One should note though that going green doesn’t necessarily delineate a profitable investment. However, if you find contentment in utilizing your funds to protect the environment and put forward earth-friendly changes, then green investing is definitely for you.
Understanding Green Investing
Green investing is a viewpoint that encourages utilizing investment dollars to green projects and businesses. Different investors view green companies in various ways. For some, it just means that the enterprise is involved in solving predicaments in the environment – producing organics and developing energy sources, for instance. For others, an enterprise becomes eligible as green if it conserves natural resources, recycles, and in general operates business in an environmentally-conscious manner.
“Socially Responsible Investing” or SRI is frequently utilized interchangeably with “green investing”, though SRI has wider focus since it integrates firms that have affirmative effect on society and not just limited to the environment. For instance, a company that has good programs for its workers specifically or donates considerable amount of money to charity may be deemed as socially responsible. Thus, while green mutual fund investing or other green investments are socially accountable, not all socially responsible business ventures are green.

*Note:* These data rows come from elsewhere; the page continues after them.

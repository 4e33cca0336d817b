//! # Design
//!
//! - Constant error messages; operational context lives in fields.
//! - Adapter failures keep their `anyhow` chain as the source.
//! - Locate failures are separate variants so callers can tell
//!   "data not found" apart from daemon or parse failures.

use std::path::PathBuf;

use thiserror::Error;

/// Result alias for import pipeline operations.
pub type ImportResult<T> = Result<T, ImportError>;

/// Errors produced while importing a torrent.
#[derive(Debug, Error)]
pub enum ImportError {
    /// The torrent descriptor could not be read.
    #[error("failed to read torrent descriptor")]
    Descriptor {
        /// Torrent file being read.
        path: PathBuf,
        /// Underlying reader failure.
        #[source]
        source: anyhow::Error,
    },
    /// No declared name is eligible for a filesystem search.
    #[error("torrent declares no searchable top-level entries")]
    NoSearchCandidates {
        /// Declared torrent name.
        torrent: String,
    },
    /// The filesystem index lookup itself failed.
    #[error("filesystem lookup failed")]
    Locate {
        /// Name being searched for.
        name: String,
        /// Underlying locator failure.
        #[source]
        source: anyhow::Error,
    },
    /// No search name resolved to exactly one path.
    #[error("could not locate files from torrent")]
    NotLocated {
        /// Names tried, in search order.
        tried: Vec<String>,
    },
    /// The located path cannot anchor the torrent's data.
    #[error("located path cannot anchor the torrent")]
    InvalidLocation {
        /// Offending path.
        path: PathBuf,
        /// Static reason for the rejection.
        reason: &'static str,
    },
    /// A daemon call failed.
    #[error("daemon operation failed")]
    Daemon {
        /// Daemon operation identifier.
        operation: &'static str,
        /// Underlying daemon failure.
        #[source]
        source: anyhow::Error,
    },
    /// The daemon accepted the torrent without returning an identifier.
    #[error("daemon returned no torrent identifier")]
    MissingTorrentId {
        /// Torrent file that was submitted.
        path: PathBuf,
    },
}

impl ImportError {
    /// Whether the failure means the data could not be uniquely located.
    #[must_use]
    pub const fn is_unlocated(&self) -> bool {
        matches!(
            self,
            Self::NoSearchCandidates { .. } | Self::NotLocated { .. } | Self::InvalidLocation { .. }
        )
    }
}

#[cfg(test)]
mod tests {
    use super::*;

    #[test]
    fn unlocated_classification() {
        assert!(ImportError::NotLocated { tried: vec![] }.is_unlocated());
        assert!(
            ImportError::NoSearchCandidates {
                torrent: "demo".into()
            }
            .is_unlocated()
        );
        assert!(
            !ImportError::Daemon {
                operation: "add_torrent",
                source: anyhow::anyhow!("boom"),
            }
            .is_unlocated()
        );
        assert!(
            !ImportError::MissingTorrentId {
                path: PathBuf::from("/tmp/demo.torrent")
            }
            .is_unlocated()
        );
    }
}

Types of Green Investments
The following are some of the green investing options to create a green portfolio:
- Securities – These individual stocks allow investors to translate their investment capital to, possibly, a handful of companies that convene to their performance and environmental qualifications.
- ETFs and Mutual Funds – Placing money in a pool of securities grant average investors a cost-efficient method to diversify their portfolio in various industries and sectors. The popular green mutual funds are Green Century balanced (GCBLX), Portfolio 21 (PORTX), equity (GCEQX) funds, as well as the Winslow Green Growth Funds (WGGFX).
- Bonds – These investments are quite a new category in green investing. Green bonds actually produce funds for eco-friendly enterprises. When furnished by governments to provide money to green projects, this fixed-income instrument may award tax-exempt income.
To come across with certain investments that suit your qualifications for greenness, you can make use of popular search engines and employ keywords such as “green mutual funds”, “green stocks”, “green investing, “green bonds”, and other similar terms.
Choosing Green Investments
Today, there are various green investments to pick from. When establishing your green portfolio, look for investments that complement your environmental criteria. Make sure you stay away from firms that overemphasize their greenness, and assess the business’ financial performance.
Comparing Green Investment Opportunities
Determine your criteria for your investment portfolio by providing answers to the following questions:
- Do you plan to focus on a company that develops environmental solutions, or is it sufficient for an enterprise to have a strict recycling or energy conservation program, or just financially supporting the environmental projects?
- Are there specific projects or industries that you don’t prefer? For instance, would you like to invest in the timber business if the company with the stock you buy complies with sustainable logging operations and expend funds on reforestation and preservation?
- Do you have the appetite for risk to house your money in “pure play” green investments – companies that generate a huge portion of their profits from green activities and innovations, green products, and, thus, have the probability to become more volatile? Or would you like to have greater stability from firms that are involved in other industries as well?
When buying bonds or individual stocks, evaluate each one and find out its suitability to your portfolio.
Steer Clear of “Greenwashing”
The investing for dummies information will tell you to stay away from scams. Keep away from companies that utilize environmentalism as a significant part of their marketing technique. Known as “greenwashing,” exaggerating a fund or enterprise’s greenness is a strategy for some companies to become more appealing to particular investors.
Monitor the Investment’s Market Performance
While trying to find out if an investment meets your “green criteria”, don’t forget to learn about its historical financial performance. You should make choices that characterize your values while making your funds grow.
An efficient strategy to weigh up an investment is to match it against a benchmark. Typical benchmarks are the S&P 500 and Dow Jones Industrial Average (DJIA), although there are others that you may consider.
In 1990, a fresh, new index, the SD400 or Domini 400 Social Index, was launched. The index incorporates firms that work with specific standards for environmental and social responsibility. This index is usually employed to benchmark or evaluate the performance of a green mutual fund. While Domini 400 was the earliest social index, at present, it is no longer the only one.